Come to our office for a demonstration. Any brush, whether electric or hand-powered, requires professional demonstration and training so that you know how to remove plaque correctly. Bring your toothbrush with you on your next visit to our office, so we can see your brushing technique and make sure you are doing it correctly for the most efficient plaque removal. And don't be embarrassed — nobody really knows how to brush effectively until they're shown!
Contact us today to schedule an appointment or to discuss your questions about tooth brushing and oral hygiene. You can also learn more by reading the Dear Doctor magazine article “Manual vs Powered Toothbrushes.”
It is important to brush your teeth every day to remove plaque (that sticky white film, composed of bacteria, on your teeth near your gums), but it is possible to overdo it — particularly if you find that your teeth are becoming sensitive to hot and cold or to variations in pressure.
Brushing your teeth too hard or too many times per day can aggravate tooth sensitivity, which can range from a mild twinge to a severe pain. You can accomplish the goal of tooth brushing — plaque removal — by using a soft brush with a very gentle action. Repeated aggressive brushing with a hard brush is not required and can even be harmful to your teeth and gums.
To understand how teeth become sensitive, you need to know about the internal structure of your teeth. Teeth are covered by enamel, a hard mineralized coating that protects them from changes in temperature and pressure. If the enamel is worn away, it exposes the next lower layer of the tooth, the dentin. The dentin is a living tissue containing nerve fibers that connect to the nerves in the tooth's root.
Excessive tooth brushing can irritate your gums and cause them to shrink away from your teeth, particularly if you have thin gum tissues. The thickness or thinness of your gum tissues is something you inherit from your parents, so you can't change it. Hard brushing can begin to wear away the enamel covering of your teeth. Exposure to acids or sugars in the foods you eat and drink can continue the damage.

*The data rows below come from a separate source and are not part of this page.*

use contracts::shared::{ErrorMessage, Language};
use contracts::system::payment::PaymentAccount;
use leptos::prelude::*;
use leptos::task::spawn_local;

use crate::shared::i18n::t;
use crate::shared::icons::icon;
use crate::shared::locale::use_locale;
use crate::shared::messages::MessageList;
use crate::shared::page_frame::{page_id, PageFrame, PAGE_CAT_SYSTEM};
use crate::shared::services::use_services;

pub const TAB_KEY: &str = "sys_payment_account";

fn yes_no(lang: Language, value: bool) -> &'static str {
    t(lang, if value { "yes" } else { "no" })
}

fn field(label: &'static str, value: String) -> impl IntoView {
    view! {
        <div class="detail-field">
            <span class="detail-field__label">{label}</span>
            <span class="detail-field__value" dir="ltr">{value}</span>
        </div>
    }
}

fn render_account(account: PaymentAccount, lang: Language) -> AnyView {
    match account {
        PaymentAccount::Stripe(stripe) => view! {
            <div class="card">
                <h3 class="card__title">{t(lang, "stripe_account")}</h3>
                {field(t(lang, "account_id"), stripe.account_id)}
                {field(t(lang, "country"), stripe.country)}
                {field(t(lang, "charges_enabled"), yes_no(lang, stripe.charges_enabled).to_string())}
                {field(t(lang, "payouts_enabled"), yes_no(lang, stripe.payouts_enabled).to_string())}
            </div>
        }
        .into_any(),
        PaymentAccount::Manual(manual) => {
            let iban = manual.masked_iban();
            view! {
                <div class="card">
                    <h3 class="card__title">{t(lang, "manual_account")}</h3>
                    {field(t(lang, "account_holder"), manual.account_holder)}
                    {field(t(lang, "bank_name"), manual.bank_name)}
                    {field(t(lang, "iban"), iban)}
                    {manual.swift.map(|swift| field(t(lang, "swift"), swift))}
                </div>
            }
            .into_any()
        }
        PaymentAccount::NotConfigured => view! {
            <div class="info-box">{t(lang, "not_configured")}</div>
        }
        .into_any(),
    }
}

/// Shows whichever payment account is configured, Stripe taking precedence
#[component]
pub fn PaymentAccountPage() -> impl IntoView {
    let services = use_services();
    let locale = use_locale();
    let lang = move || locale.language.get();

    let account = RwSignal::new(None::<PaymentAccount>);
    let messages = RwSignal::new(Vec::<ErrorMessage>::new());

    let load = move || {
        let api = services.with_value(|s| s.payment.clone());
        let lang = locale.current();
        spawn_local(async move {
            match api.account(lang).await {
                Ok(found) => {
                    let _ = account.try_set(Some(found));
                    let _ = messages.try_set(Vec::new());
                }
                Err(e) => {
                    let _ = messages.try_set(e.messages());
                }
            }
        });
    };

    Effect::new(move |_| {
        locale.language.track();
        load();
    });

    view! {
        <PageFrame page_id=page_id(TAB_KEY, PAGE_CAT_SYSTEM) category=PAGE_CAT_SYSTEM>
            <div class="page__header">
                <h2 class="page__title">{icon("credit-card")} {move || t(lang(), "payment_account")}</h2>
                <div class="page__actions">
                    <button class="button button--secondary" on:click=move |_| load()>
                        {icon("refresh")} {move || t(lang(), "refresh")}
                    </button>
                </div>
            </div>
            <MessageList messages=messages />
            <div class="page__content">
                {move || account.get().map(|a| render_account(a, lang()))}
            </div>
        </PageFrame>
    }
}
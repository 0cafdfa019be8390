pub mod account;
pub mod middleware;
pub mod notifications;
pub mod payment;
pub mod profile;
pub mod tracing;
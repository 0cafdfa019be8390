use contracts::shared::PageMeta;
use leptos::prelude::*;

use crate::shared::i18n::t;
use crate::shared::icons::icon;
use crate::shared::locale::use_locale;

pub const PAGE_SIZE_OPTIONS: [u32; 4] = [25, 50, 100, 200];

/// Pager driven by the server's `meta` block. Pages are 1-based.
#[component]
pub fn PaginationControls(
    #[prop(into)] meta: Signal<Option<PageMeta>>,
    on_page_change: Callback<u32>,
    on_page_size_change: Callback<u32>,
) -> impl IntoView {
    let locale = use_locale();
    let lang = move || locale.language.get();

    let current = move || meta.get().map(|m| m.current_page).unwrap_or(1);
    let last = move || meta.get().map(|m| m.last_page.max(1)).unwrap_or(1);
    let per_page = move || meta.get().map(|m| m.per_page).unwrap_or(PAGE_SIZE_OPTIONS[1]);

    view! {
        <div class="pagination-controls">
            <button
                class="pagination-btn"
                on:click=move |_| on_page_change.run(1)
                disabled=move || current() <= 1
                title=move || t(lang(), "first_page")
            >
                {icon("chevrons-left")}
            </button>
            <button
                class="pagination-btn"
                on:click=move |_| on_page_change.run(current().saturating_sub(1).max(1))
                disabled=move || current() <= 1
                title=move || t(lang(), "previous_page")
            >
                {icon("chevron-left")}
            </button>
            <span class="pagination-info">
                {move || {
                    let total = meta.get().map(|m| m.total).unwrap_or(0);
                    format!("{} / {} ({})", current(), last(), total)
                }}
            </span>
            <button
                class="pagination-btn"
                on:click=move |_| on_page_change.run(current() + 1)
                disabled=move || current() >= last()
                title=move || t(lang(), "next_page")
            >
                {icon("chevron-right")}
            </button>
            <button
                class="pagination-btn"
                on:click=move |_| on_page_change.run(last())
                disabled=move || current() >= last()
                title=move || t(lang(), "last_page")
            >
                {icon("chevrons-right")}
            </button>
            <select
                class="page-size-select"
                on:change=move |ev| {
                    if let Ok(size) = event_target_value(&ev).parse() {
                        on_page_size_change.run(size);
                    }
                }
                prop:value=move || per_page().to_string()
            >
                {PAGE_SIZE_OPTIONS.iter().map(|&size| {
                    view! {
                        <option value=size.to_string() selected=move || per_page() == size>
                            {size.to_string()}
                        </option>
                    }
                }).collect_view()}
            </select>
        </div>
    }
}
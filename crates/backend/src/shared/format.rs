/// Human-readable byte count for the request log ("512 B", "1.5 KB")
pub fn format_size(bytes: usize) -> String {
    const UNITS: [&str; 3] = ["KB", "MB", "GB"];
    if bytes < 1024 {
        return format!("{} B", bytes);
    }
    let mut value = bytes as f64 / 1024.0;
    let mut unit = 0;
    while value >= 1024.0 && unit < UNITS.len() - 1 {
        value /= 1024.0;
        unit += 1;
    }
    format!("{:.1} {}", value, UNITS[unit])
}
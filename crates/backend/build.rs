use std::env;
use std::fs;
use std::path::Path;

fn main() {
    println!("cargo:rerun-if-changed=../../config.toml");

    // OUT_DIR is target/<profile>/build/backend-xxx/out; the binary lives in target/<profile>
    let out_dir = env::var("OUT_DIR").expect("OUT_DIR is set by cargo");
    let profile = env::var("PROFILE").expect("PROFILE is set by cargo");
    let Some(target_dir) = Path::new(&out_dir).ancestors().find(|p| p.ends_with(&profile)) else {
        println!("cargo:warning=target profile directory not found, config.toml not copied");
        return;
    };

    let workspace_root = Path::new(env!("CARGO_MANIFEST_DIR"))
        .parent()
        .and_then(|p| p.parent())
        .expect("backend crate lives in <workspace>/crates/backend");

    let source_config = workspace_root.join("config.toml");
    let dest_config = target_dir.join("config.toml");

    if source_config.exists() {
        fs::copy(&source_config, &dest_config)
            .unwrap_or_else(|e| panic!("Failed to copy config.toml: {}", e));
    } else {
        println!("cargo:warning=config.toml not found at {:?}, the embedded default is used", source_config);
    }
}
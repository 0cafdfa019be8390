use contracts::system::profile::validate_photo;
use leptos::prelude::*;
use leptos::task::spawn_local;

use crate::shared::files::selected_file;
use crate::shared::i18n::t;
use crate::shared::icons::icon;
use crate::shared::locale::use_locale;
use crate::shared::page_frame::{page_id, PageFrame, PAGE_CAT_SYSTEM};
use crate::shared::services::use_services;

pub const TAB_KEY: &str = "sys_profile_photo";

/// Picks, checks and uploads the profile photo, then previews the stored one
#[component]
pub fn ProfilePhotoPage() -> impl IntoView {
    let services = use_services();
    let locale = use_locale();
    let lang = move || locale.language.get();

    let photo_url = RwSignal::new(None::<String>);
    let problem = RwSignal::new(None::<String>);
    let uploading = RwSignal::new(false);

    let on_pick = move |ev: leptos::ev::Event| {
        let Some(file) = selected_file(&ev) else {
            return;
        };
        if let Err(reason) = validate_photo(&file.type_(), file.size()) {
            problem.set(Some(reason));
            return;
        }
        problem.set(None);
        uploading.set(true);

        let api = services.with_value(|s| s.profile.clone());
        let lang = locale.current();
        spawn_local(async move {
            let result = api.upload_photo(file, lang).await;
            let _ = uploading.try_set(false);
            match result {
                Ok(response) => {
                    let _ = photo_url.try_set(Some(response.url));
                }
                Err(e) => {
                    let _ = problem.try_set(Some(e.summary()));
                }
            }
        });
    };

    view! {
        <PageFrame page_id=page_id(TAB_KEY, PAGE_CAT_SYSTEM) category=PAGE_CAT_SYSTEM>
            <div class="page__header">
                <h2 class="page__title">{icon("user")} {move || t(lang(), "profile_photo")}</h2>
            </div>
            <div class="page__content">
                <label class="button button--primary file-button" class:button--disabled=move || uploading.get()>
                    {icon("upload")}
                    {move || t(lang(), "upload")}
                    <input
                        type="file"
                        accept="image/jpeg,image/png,image/webp"
                        class="file-button__input"
                        prop:disabled=move || uploading.get()
                        on:change=on_pick
                    />
                </label>
                {move || problem.get().map(|p| view! { <div class="warning-box text-error">{p}</div> })}
                {move || photo_url.get().map(|url| view! {
                    <div class="profile-photo">
                        <img class="profile-photo__image" src=url alt="" />
                        <div class="info-box text-success">{t(lang(), "uploaded")}</div>
                    </div>
                })}
            </div>
        </PageFrame>
    }
}
use contracts::domain::a004_hs_code::aggregate::{HsCode, HsCodeDto};
use contracts::shared::{LocalizedName, Status};

use super::common::{ReferenceStore, StoredReference};

impl StoredReference for HsCode {}

pub async fn seed(store: &ReferenceStore<HsCode>) {
    let rows = [
        ("09", "Coffee, tea, mate and spices", "البن والشاي والمتة والتوابل"),
        ("0901", "Coffee", "البن"),
        ("0902", "Tea", "الشاي"),
        ("2709", "Crude petroleum oils", "زيوت النفط الخام"),
    ];
    for (code, en, ar) in rows {
        store
            .insert_unchecked(HsCodeDto {
                code: code.into(),
                names: LocalizedName::new(en, ar),
                status: Status::Active,
            })
            .await;
    }
}
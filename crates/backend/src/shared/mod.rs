pub mod config;
pub mod error;
pub mod extract;
pub mod format;
pub mod language;
pub mod state;
pub mod envelope;
pub mod errors;
pub mod language;
pub mod localized;
pub mod search;
pub mod status;
pub mod tree;

pub use envelope::{DataEnvelope, PageLinks, PageMeta, Paginated};
pub use errors::{flatten_errors, ErrorMessage, FieldErrors, Severity};
pub use language::Language;
pub use localized::LocalizedName;
pub use status::Status;
pub use tree::{build_tree, build_tree_from_flat, FlatTreeNode, LabelResolver, LanguageResolver, RawTreeNode, TreeNode, TreeNodeData};
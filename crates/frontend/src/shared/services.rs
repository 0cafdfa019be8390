//! Service registry built once by the composition root.
//!
//! Every service shares one `ApiClient`, hence one transport, one API base
//! and one loading flag. Screens get the registry from context and clone
//! the service they need into their async tasks.

use contracts::domain::a001_department::aggregate::Department;
use contracts::domain::a002_role::aggregate::Role;
use contracts::domain::a003_tag::aggregate::Tag;
use contracts::domain::a004_hs_code::aggregate::HsCode;
use contracts::domain::a005_isic_code::aggregate::IsicCode;
use contracts::domain::a006_consulting_field::aggregate::ConsultingField;
use leptos::prelude::*;

use crate::domain::a007_staff_member::StaffApi;
use crate::shared::http::ApiClient;
use crate::shared::reference::ReferenceDataService;
use crate::system::account::AccountApi;
use crate::system::notifications::NotificationsApi;
use crate::system::payment::PaymentApi;
use crate::system::profile::ProfileApi;

#[derive(Clone)]
pub struct Services {
    pub departments: ReferenceDataService<Department>,
    pub roles: ReferenceDataService<Role>,
    pub tags: ReferenceDataService<Tag>,
    pub hs_codes: ReferenceDataService<HsCode>,
    pub isic_codes: ReferenceDataService<IsicCode>,
    pub consulting_fields: ReferenceDataService<ConsultingField>,
    pub staff: StaffApi,
    pub notifications: NotificationsApi,
    pub account: AccountApi,
    pub payment: PaymentApi,
    pub profile: ProfileApi,
}

impl Services {
    pub fn new(client: ApiClient) -> Self {
        Self {
            departments: ReferenceDataService::new(client.clone()),
            roles: ReferenceDataService::new(client.clone()),
            tags: ReferenceDataService::new(client.clone()),
            hs_codes: ReferenceDataService::new(client.clone()),
            isic_codes: ReferenceDataService::new(client.clone()),
            consulting_fields: ReferenceDataService::new(client.clone()),
            staff: StaffApi::new(client.clone()),
            notifications: NotificationsApi::new(client.clone()),
            account: AccountApi::new(client.clone()),
            payment: PaymentApi::new(client.clone()),
            profile: ProfileApi::new(client),
        }
    }
}

/// Context handle; the services hold `Rc`s and stay on the main thread
pub type ServicesHandle = StoredValue<Services, LocalStorage>;

pub fn provide_services(services: Services) -> ServicesHandle {
    let handle = StoredValue::new_local(services);
    provide_context(handle);
    handle
}

pub fn use_services() -> ServicesHandle {
    use_context::<ServicesHandle>().expect("Services not provided")
}

/// Stores one service of the registry for a screen
pub fn select<T: 'static>(pick: impl FnOnce(&Services) -> T) -> StoredValue<T, LocalStorage> {
    let services = use_services();
    StoredValue::new_local(services.with_value(pick))
}
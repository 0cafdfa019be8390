use crate::layout::global_context::AppGlobalContext;
use crate::shared::i18n::t;
use crate::shared::locale::use_locale;
use crate::system::notifications::ui::{bell::notification_row, use_notifications};
use leptos::prelude::*;

const DEFAULT_WIDTH: f64 = 300.0;
const MIN_WIDTH: f64 = 200.0;

#[component]
pub fn Right(children: Children) -> impl IntoView {
    let ctx = use_context::<AppGlobalContext>().expect("AppGlobalContext not provided");
    let is_open = move || ctx.right_open.get();

    let width = RwSignal::new(DEFAULT_WIDTH);
    let is_resizing = RwSignal::new(false);
    let start_x = RwSignal::new(0.0f64);
    let start_width = RwSignal::new(DEFAULT_WIDTH);

    let on_resize_start = move |ev: leptos::ev::MouseEvent| {
        if !is_open() {
            return;
        }
        is_resizing.set(true);
        start_x.set(ev.client_x() as f64);
        start_width.set(width.get_untracked());
        ev.prevent_default();
    };

    // In an RTL layout the panel sits on the left, so the drag direction flips
    let locale = use_locale();
    let move_handle = window_event_listener(leptos::ev::mousemove, move |ev: leptos::ev::MouseEvent| {
        if !is_resizing.get_untracked() {
            return;
        }
        let window_width = web_sys::window()
            .and_then(|w| w.inner_width().ok())
            .and_then(|w| w.as_f64())
            .unwrap_or(1280.0);
        let mut dx = start_x.get_untracked() - ev.client_x() as f64;
        if locale.language.get_untracked().is_rtl() {
            dx = -dx;
        }
        let new_width = (start_width.get_untracked() + dx).clamp(MIN_WIDTH, (window_width * 0.5).max(MIN_WIDTH));
        width.set(new_width);
    });
    let up_handle = window_event_listener(leptos::ev::mouseup, move |_| {
        if is_resizing.get_untracked() {
            is_resizing.set(false);
        }
    });
    on_cleanup(move || {
        move_handle.remove();
        up_handle.remove();
    });

    view! {
        <aside
            data-zone="right"
            class="right-panel"
            class:right-panel--hidden=move || !is_open()
            class:right-panel--resizing=move || is_resizing.get()
            style:width=move || if is_open() { format!("{}px", width.get()) } else { "0px".to_string() }
        >
            <div class="right-panel__resizer" on:mousedown=on_resize_start></div>
            {children()}
        </aside>
    }
}

/// Latest notifications beside the open tab
#[component]
pub fn NotificationsPanel() -> impl IntoView {
    let store = use_notifications();
    let locale = use_locale();

    view! {
        <div class="app-panel__content">
            <div class="app-panel__header">
                <h3>{move || t(locale.language.get(), "notifications")}</h3>
                <span class="app-panel__count">{move || format!("({})", store.unread())}</span>
            </div>
            {move || {
                let lang = locale.language.get();
                let items = store.items.get();
                if items.is_empty() {
                    view! { <div class="app-panel__empty">{t(lang, "no_notifications")}</div> }.into_any()
                } else {
                    view! {
                        <ul class="notification-list">
                            {items.into_iter().map(|item| notification_row(item, store, lang)).collect_view()}
                        </ul>
                    }
                    .into_any()
                }
            }}
        </div>
    }
}
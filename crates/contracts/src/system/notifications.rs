use chrono::{DateTime, Utc};
use serde::{Deserialize, Serialize};

/// Fixed refresh period of the notification bell
pub const POLL_INTERVAL_MS: u32 = 30_000;

#[derive(Debug, Clone, PartialEq, Eq, Serialize, Deserialize)]
pub struct Notification {
    pub id: i64,
    #[serde(rename = "type", default)]
    pub kind: String,
    pub title: String,
    #[serde(default)]
    pub message: String,
    #[serde(default)]
    pub link: Option<String>,
    #[serde(default)]
    pub read_at: Option<DateTime<Utc>>,
    pub created_at: DateTime<Utc>,
}

impl Notification {
    pub fn is_read(&self) -> bool {
        self.read_at.is_some()
    }
}

pub fn unread_count(items: &[Notification]) -> usize {
    items.iter().filter(|n| !n.is_read()).count()
}

#[cfg(test)]
mod tests {
    use super::*;
    use serde_json::json;

    #[test]
    fn test_unread_count() {
        let items: Vec<Notification> = serde_json::from_value(json!([
            {"id": 1, "type": "meeting", "title": "New meeting", "created_at": "2024-03-15T14:02:26Z"},
            {"id": 2, "type": "order", "title": "Order paid", "created_at": "2024-03-15T14:02:26Z",
             "read_at": "2024-03-16T08:00:00Z"}
        ]))
        .unwrap();
        assert_eq!(unread_count(&items), 1);
        assert_eq!(items[0].kind, "meeting");
    }
}
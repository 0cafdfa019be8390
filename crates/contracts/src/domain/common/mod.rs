//! Common types and traits for all reference-data entities

pub mod entity_metadata;
pub mod reference_entity;
pub mod reference_form;

// Re-exports
pub use entity_metadata::EntityMetadata;
pub use reference_entity::{ReferenceEntity, ReferencePayload, TreeEntity};
pub use reference_form::{validate_names, ReferenceForm};
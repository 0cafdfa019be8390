use contracts::domain::a007_staff_member::aggregate::StaffMember;
use contracts::shared::search::matches_reference;
use contracts::shared::ErrorMessage;
use leptos::prelude::*;
use leptos::task::spawn_local;

use crate::shared::i18n::t;
use crate::shared::icons::icon;
use crate::shared::list_utils::SearchInput;
use crate::shared::locale::use_locale;
use crate::shared::messages::MessageList;
use crate::shared::page_frame::{page_id, PageFrame, PAGE_CAT_LIST};
use crate::shared::reference::StatusBadge;
use crate::shared::services::select;

#[component]
pub fn StaffList() -> impl IntoView {
    let api = select(|s| s.staff.clone());
    let locale = use_locale();
    let lang = move || locale.language.get();

    let items = RwSignal::new(Vec::<StaffMember>::new());
    let messages = RwSignal::new(Vec::<ErrorMessage>::new());
    let search = RwSignal::new(String::new());

    let load = move || {
        let api = api.get_value();
        let lang = locale.current();
        spawn_local(async move {
            match api.list(lang).await {
                Ok(staff) => {
                    let _ = items.try_set(staff);
                    let _ = messages.try_set(Vec::new());
                }
                Err(e) => {
                    let _ = messages.try_set(e.messages());
                }
            }
        });
    };

    Effect::new(move |_| {
        locale.language.track();
        load();
    });

    // email doubles as the code column for search
    let visible = move || {
        let query = search.get();
        items.with(|items| {
            items
                .iter()
                .filter(|m| matches_reference(&query, &m.names, Some(&m.email)))
                .cloned()
                .collect::<Vec<_>>()
        })
    };

    view! {
        <PageFrame page_id=page_id(StaffMember::TAB_KEY, PAGE_CAT_LIST) category=PAGE_CAT_LIST>
            <div class="page__header">
                <h2 class="page__title">{icon("users")} {move || StaffMember::list_name(lang())}</h2>
                <div class="page__actions">
                    <SearchInput
                        value=search
                        on_change=Callback::new(move |text: String| search.set(text))
                        placeholder=Signal::derive(move || t(lang(), "search").to_string())
                    />
                    <button class="button button--secondary" on:click=move |_| load()>
                        {icon("refresh")} {move || t(lang(), "refresh")}
                    </button>
                </div>
            </div>

            <MessageList messages=messages />

            <div class="page__content table-container">
                <table class="table__data table--striped">
                    <thead>
                        <tr>
                            <th class="table__header-cell">{move || t(lang(), "name")}</th>
                            <th class="table__header-cell">{move || t(lang(), "email")}</th>
                            <th class="table__header-cell">{move || t(lang(), "staff_role")}</th>
                            <th class="table__header-cell">{move || t(lang(), "status")}</th>
                        </tr>
                    </thead>
                    <tbody>
                        {move || {
                            let lang = lang();
                            let rows = visible();
                            if rows.is_empty() {
                                return view! {
                                    <tr><td class="table__empty" colspan=4>{t(lang, "no_records")}</td></tr>
                                }
                                .into_any();
                            }
                            rows.into_iter()
                                .map(|member| {
                                    view! {
                                        <tr class="table__row">
                                            <td class="cell-truncate">{member.names.get(lang).to_string()}</td>
                                            <td dir="ltr">{member.email}</td>
                                            <td class="cell-code" dir="ltr">{member.role_code}</td>
                                            <td><StatusBadge status=member.status lang=lang /></td>
                                        </tr>
                                    }
                                })
                                .collect_view()
                                .into_any()
                        }}
                    </tbody>
                </table>
            </div>
        </PageFrame>
    }
}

Acidic foods and drinks such as fruit juices dissolve some of the minerals in your teeth by a process called “demineralization.” Fortunately, your saliva can interact with the enamel and bring back minerals that are leaving the tooth's surface. This process is called “remineralization.” It is important to let your healthy saliva wash your teeth's surfaces for a while before brushing so that dissolved minerals get a chance to be returned to your enamel. It takes between twelve and twenty-four hours for plaque to form on your teeth, so you don't need to brush more than twice a day.
The best way to make sure you are brushing your teeth properly is to have us evaluate your brushing technique at your next dental appointment. We will be able to tell you whether you need to change the angle of your brush or the pressure you are applying for the most effective removal of plaque with the least wear on your teeth and gums. Tooth brushing serves an important purpose, but remember that you can actually have too much of a good thing.